Went out on Portage today and got my limit of 15 nice gills. 7 to 8 1/2". 

15 Gills is my own self imposed limit. Only have to feed the wife, myself, and my dog sugar, so I don't need to take anymore than that. Sugar definately likes those 3 to 6 left over filets. :corkysm55


----------



## Cherokee (May 24, 2004)

Fished Reeds today from 4-6pm ; Five specks then my battery died!!! 3-4 inches good iceover forty feet of water.

Have one of those electric outlets in my office where you have to flick the wall switch to turn the juice on - forgot to flick the wall switch when I plugged in the charger on my Marcum....won't do that again!


----------



## GVSUKUSH (Mar 9, 2004)

Cherokee said:


> Fished Reeds today from 4-6pm ; Five specks then my battery died!!! 3-4 inches good iceover forty feet of water.
> 
> Have one of those electric outlets in my office where you have to flick the wall switch to turn the juice on - forgot to flick the wall switch when I plugged in the charger on my Marcum....won't do that again!

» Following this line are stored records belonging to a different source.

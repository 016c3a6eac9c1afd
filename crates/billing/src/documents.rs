//! Billing document generation
//!
//! A captured `service` payment produces a [`ServiceInvoice`]; a captured
//! `donation` produces a [`DonationReceipt`]. Each document is tied 1:1 to its
//! payment event by a unique `payment_event_id`, so a retried generation
//! returns the document created by the earlier attempt instead of a second one.

use std::sync::Arc;

use async_trait::async_trait;
use serde::Serialize;
use sqlx::PgPool;
use time::OffsetDateTime;
use uuid::Uuid;

use crate::error::{BillingError, BillingResult};
use crate::payload::{DonorInfo, PayerInfo, PlanInfo};

pub const INVOICE_PREFIX: &str = "XAI-INV";
pub const RECEIPT_PREFIX: &str = "XAI-RCT";

/// Integer amount in minor currency units
#[derive(Debug, Clone, PartialEq, Eq, Serialize)]
pub struct Money {
    pub minor: i64,
    pub currency: String,
}

impl Money {
    pub fn new(minor: i64, currency: impl Into<String>) -> Self {
        Self {
            minor,
            currency: currency.into(),
        }
    }
}

impl std::fmt::Display for Money {
    fn fmt(&self, f: &mut std::fmt::Formatter<'_>) -> std::fmt::Result {
        let sign = if self.minor < 0 { "-" } else { "" };
        let abs = self.minor.unsigned_abs();
        write!(f, "{} {}{}.{:02}", self.currency, sign, abs / 100, abs % 100)
    }
}

/// Human-readable document number, e.g. `XAI-INV-2025-000042`
pub fn document_number(prefix: &str, year: i32, sequence: i64) -> String {
    format!("{}-{}-{:06}", prefix, year, sequence)
}

#[derive(Debug, Clone, Serialize, sqlx::FromRow)]
pub struct ServiceInvoice {
    pub id: Uuid,
    pub payment_event_id: Uuid,
    pub invoice_number: String,
    pub user_id: String,
    pub payer_name: Option<String>,
    pub payer_email: Option<String>,
    pub plan_tier: String,
    pub plan_name: Option<String>,
    pub plan_duration_days: Option<i32>,
    pub amount: i64,
    pub currency: String,
    #[serde(with = "time::serde::rfc3339")]
    pub issued_at: OffsetDateTime,
}

#[derive(Debug, Clone, Serialize, sqlx::FromRow)]
pub struct DonationReceipt {
    pub id: Uuid,
    pub payment_event_id: Uuid,
    pub receipt_number: String,
    pub donor_name: Option<String>,
    pub donor_email: Option<String>,
    pub is_anonymous: bool,
    pub amount: i64,
    pub currency: String,
    #[serde(with = "time::serde::rfc3339")]
    pub issued_at: OffsetDateTime,
}

impl DonationReceipt {
    pub fn display_name(&self) -> &str {
        if self.is_anonymous {
            return "Anonymous";
        }
        self.donor_name.as_deref().unwrap_or("Supporter")
    }
}

/// Invoice contents before a number is assigned
#[derive(Debug, Clone)]
pub struct InvoiceDraft {
    pub payment_event_id: Uuid,
    pub payer: PayerInfo,
    pub plan: PlanInfo,
    pub amount: Money,
}

/// Receipt contents before a number is assigned
#[derive(Debug, Clone)]
pub struct ReceiptDraft {
    pub payment_event_id: Uuid,
    pub donor: DonorInfo,
    pub is_anonymous: bool,
    pub amount: Money,
}

/// Either kind of generated document
#[derive(Debug, Clone, Serialize)]
#[serde(tag = "kind", rename_all = "snake_case")]
pub enum GeneratedDocument {
    Invoice(ServiceInvoice),
    Receipt(DonationReceipt),
}

impl GeneratedDocument {
    pub fn number(&self) -> &str {
        match self {
            GeneratedDocument::Invoice(i) => &i.invoice_number,
            GeneratedDocument::Receipt(r) => &r.receipt_number,
        }
    }

    pub fn id(&self) -> Uuid {
        match self {
            GeneratedDocument::Invoice(i) => i.id,
            GeneratedDocument::Receipt(r) => r.id,
        }
    }
}

/// Durable document storage. Inserts are idempotent per payment event.
#[async_trait]
pub trait DocumentStore: Send + Sync {
    async fn insert_invoice(&self, draft: &InvoiceDraft) -> BillingResult<ServiceInvoice>;

    async fn insert_receipt(&self, draft: &ReceiptDraft) -> BillingResult<DonationReceipt>;

    async fn find_invoice(&self, payment_event_id: Uuid) -> BillingResult<Option<ServiceInvoice>>;

    async fn find_receipt(&self, payment_event_id: Uuid)
        -> BillingResult<Option<DonationReceipt>>;
}

/// Builds invoices and receipts from decoded payment notes
#[derive(Clone)]
pub struct DocumentGenerator {
    store: Arc<dyn DocumentStore>,
}

impl DocumentGenerator {
    pub fn new(store: Arc<dyn DocumentStore>) -> Self {
        Self { store }
    }

    pub async fn generate_invoice(
        &self,
        payment_event_id: Uuid,
        payer: &PayerInfo,
        plan: &PlanInfo,
        amount: &Money,
    ) -> BillingResult<ServiceInvoice> {
        validate_amount(amount)?;

        let invoice = self
            .store
            .insert_invoice(&InvoiceDraft {
                payment_event_id,
                payer: payer.clone(),
                plan: plan.clone(),
                amount: amount.clone(),
            })
            .await?;

        tracing::info!(
            payment_event_id = %payment_event_id,
            invoice_number = %invoice.invoice_number,
            user_id = %invoice.user_id,
            plan_tier = %invoice.plan_tier,
            amount = %amount,
            "Service invoice generated"
        );

        Ok(invoice)
    }

    pub async fn generate_receipt(
        &self,
        payment_event_id: Uuid,
        donor: &DonorInfo,
        amount: &Money,
        is_anonymous: bool,
    ) -> BillingResult<DonationReceipt> {
        validate_amount(amount)?;

        // Anonymous donors keep their user link for the feed but their name
        // and email never reach the receipt.
        let donor = if is_anonymous {
            DonorInfo {
                user_id: donor.user_id.clone(),
                name: None,
                email: None,
            }
        } else {
            donor.clone()
        };

        let receipt = self
            .store
            .insert_receipt(&ReceiptDraft {
                payment_event_id,
                donor,
                is_anonymous,
                amount: amount.clone(),
            })
            .await?;

        tracing::info!(
            payment_event_id = %payment_event_id,
            receipt_number = %receipt.receipt_number,
            anonymous = is_anonymous,
            amount = %amount,
            "Donation receipt generated"
        );

        Ok(receipt)
    }
}

fn validate_amount(amount: &Money) -> BillingResult<()> {
    if amount.minor <= 0 {
        return Err(BillingError::MalformedPayload(format!(
            "document amount must be positive, got {}",
            amount.minor
        )));
    }
    if amount.currency.trim().is_empty() {
        return Err(BillingError::MalformedPayload(
            "document currency is empty".into(),
        ));
    }
    Ok(())
}

/// Postgres-backed document store
#[derive(Clone)]
pub struct PgDocumentStore {
    pool: PgPool,
}

impl PgDocumentStore {
    pub fn new(pool: PgPool) -> Self {
        Self { pool }
    }

    async fn next_number(&self, sequence: &str, prefix: &str) -> BillingResult<String> {
        let (n,): (i64,) = sqlx::query_as("SELECT nextval($1::regclass)")
            .bind(sequence)
            .fetch_one(&self.pool)
            .await?;
        Ok(document_number(
            prefix,
            OffsetDateTime::now_utc().year(),
            n,
        ))
    }
}

#[async_trait]
impl DocumentStore for PgDocumentStore {
    async fn insert_invoice(&self, draft: &InvoiceDraft) -> BillingResult<ServiceInvoice> {
        // Sequence values consumed by a losing insert leave gaps in numbering.
        let number = self
            .next_number("service_invoice_number_seq", INVOICE_PREFIX)
            .await?;

        let inserted: Option<ServiceInvoice> = sqlx::query_as(
            r#"
            INSERT INTO service_invoices
                (id, payment_event_id, invoice_number, user_id, payer_name, payer_email,
                 plan_tier, plan_name, plan_duration_days, amount, currency, issued_at)
            VALUES ($1, $2, $3, $4, $5, $6, $7, $8, $9, $10, $11, NOW())
            ON CONFLICT (payment_event_id) DO NOTHING
            RETURNING id, payment_event_id, invoice_number, user_id, payer_name, payer_email,
                      plan_tier, plan_name, plan_duration_days, amount, currency, issued_at
            "#,
        )
        .bind(Uuid::new_v4())
        .bind(draft.payment_event_id)
        .bind(&number)
        .bind(&draft.payer.user_id)
        .bind(&draft.payer.name)
        .bind(&draft.payer.email)
        .bind(&draft.plan.tier)
        .bind(&draft.plan.name)
        .bind(draft.plan.duration_days)
        .bind(draft.amount.minor)
        .bind(&draft.amount.currency)
        .fetch_optional(&self.pool)
        .await?;

        match inserted {
            Some(invoice) => Ok(invoice),
            None => {
                tracing::info!(
                    payment_event_id = %draft.payment_event_id,
                    "Invoice already exists for payment event, returning existing"
                );
                self.find_invoice(draft.payment_event_id)
                    .await?
                    .ok_or_else(|| {
                        BillingError::Internal(format!(
                            "invoice conflict for {} but no existing invoice",
                            draft.payment_event_id
                        ))
                    })
            }
        }
    }

    async fn insert_receipt(&self, draft: &ReceiptDraft) -> BillingResult<DonationReceipt> {
        let number = self
            .next_number("donation_receipt_number_seq", RECEIPT_PREFIX)
            .await?;

        let inserted: Option<DonationReceipt> = sqlx::query_as(
            r#"
            INSERT INTO donation_receipts
                (id, payment_event_id, receipt_number, donor_name, donor_email,
                 is_anonymous, amount, currency, issued_at)
            VALUES ($1, $2, $3, $4, $5, $6, $7, $8, NOW())
            ON CONFLICT (payment_event_id) DO NOTHING
            RETURNING id, payment_event_id, receipt_number, donor_name, donor_email,
                      is_anonymous, amount, currency, issued_at
            "#,
        )
        .bind(Uuid::new_v4())
        .bind(draft.payment_event_id)
        .bind(&number)
        .bind(&draft.donor.name)
        .bind(&draft.donor.email)
        .bind(draft.is_anonymous)
        .bind(draft.amount.minor)
        .bind(&draft.amount.currency)
        .fetch_optional(&self.pool)
        .await?;

        match inserted {
            Some(receipt) => Ok(receipt),
            None => {
                tracing::info!(
                    payment_event_id = %draft.payment_event_id,
                    "Receipt already exists for payment event, returning existing"
                );
                self.find_receipt(draft.payment_event_id)
                    .await?
                    .ok_or_else(|| {
                        BillingError::Internal(format!(
                            "receipt conflict for {} but no existing receipt",
                            draft.payment_event_id
                        ))
                    })
            }
        }
    }

    async fn find_invoice(&self, payment_event_id: Uuid) -> BillingResult<Option<ServiceInvoice>> {
        Ok(sqlx::query_as(
            r#"
            SELECT id, payment_event_id, invoice_number, user_id, payer_name, payer_email,
                   plan_tier, plan_name, plan_duration_days, amount, currency, issued_at
            FROM service_invoices
            WHERE payment_event_id = $1
            "#,
        )
        .bind(payment_event_id)
        .fetch_optional(&self.pool)
        .await?)
    }

    async fn find_receipt(
        &self,
        payment_event_id: Uuid,
    ) -> BillingResult<Option<DonationReceipt>> {
        Ok(sqlx::query_as(
            r#"
            SELECT id, payment_event_id, receipt_number, donor_name, donor_email,
                   is_anonymous, amount, currency, issued_at
            FROM donation_receipts
            WHERE payment_event_id = $1
            "#,
        )
        .bind(payment_event_id)
        .fetch_optional(&self.pool)
        .await?)
    }
}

I probably saw ya out there, I'm hoping that this weeks rain and 40 degree temps doesn't screw things up for us


----------



## Cherokee (May 24, 2004)

Yeah, GVSUKUSH, I'm heasding back out tonight with a 100% on the battery display to try to find that school again!!! Sounds like the temps and stinkin' RAIN will louse up our ice this weekend .........:rant: 

I was the guy out the deepest in front of Rose's wearing duck jacket with life jacket over it for good measure, camo pants and orange fud style cap. Just taking the ice picks tonight as the ice is good and strong.


----------



## bigsid (Jan 13, 2003)

Cherokee....I might see you out there. I'll be wearing black carhartts w/ a camo hood. You were using minnows I would assume?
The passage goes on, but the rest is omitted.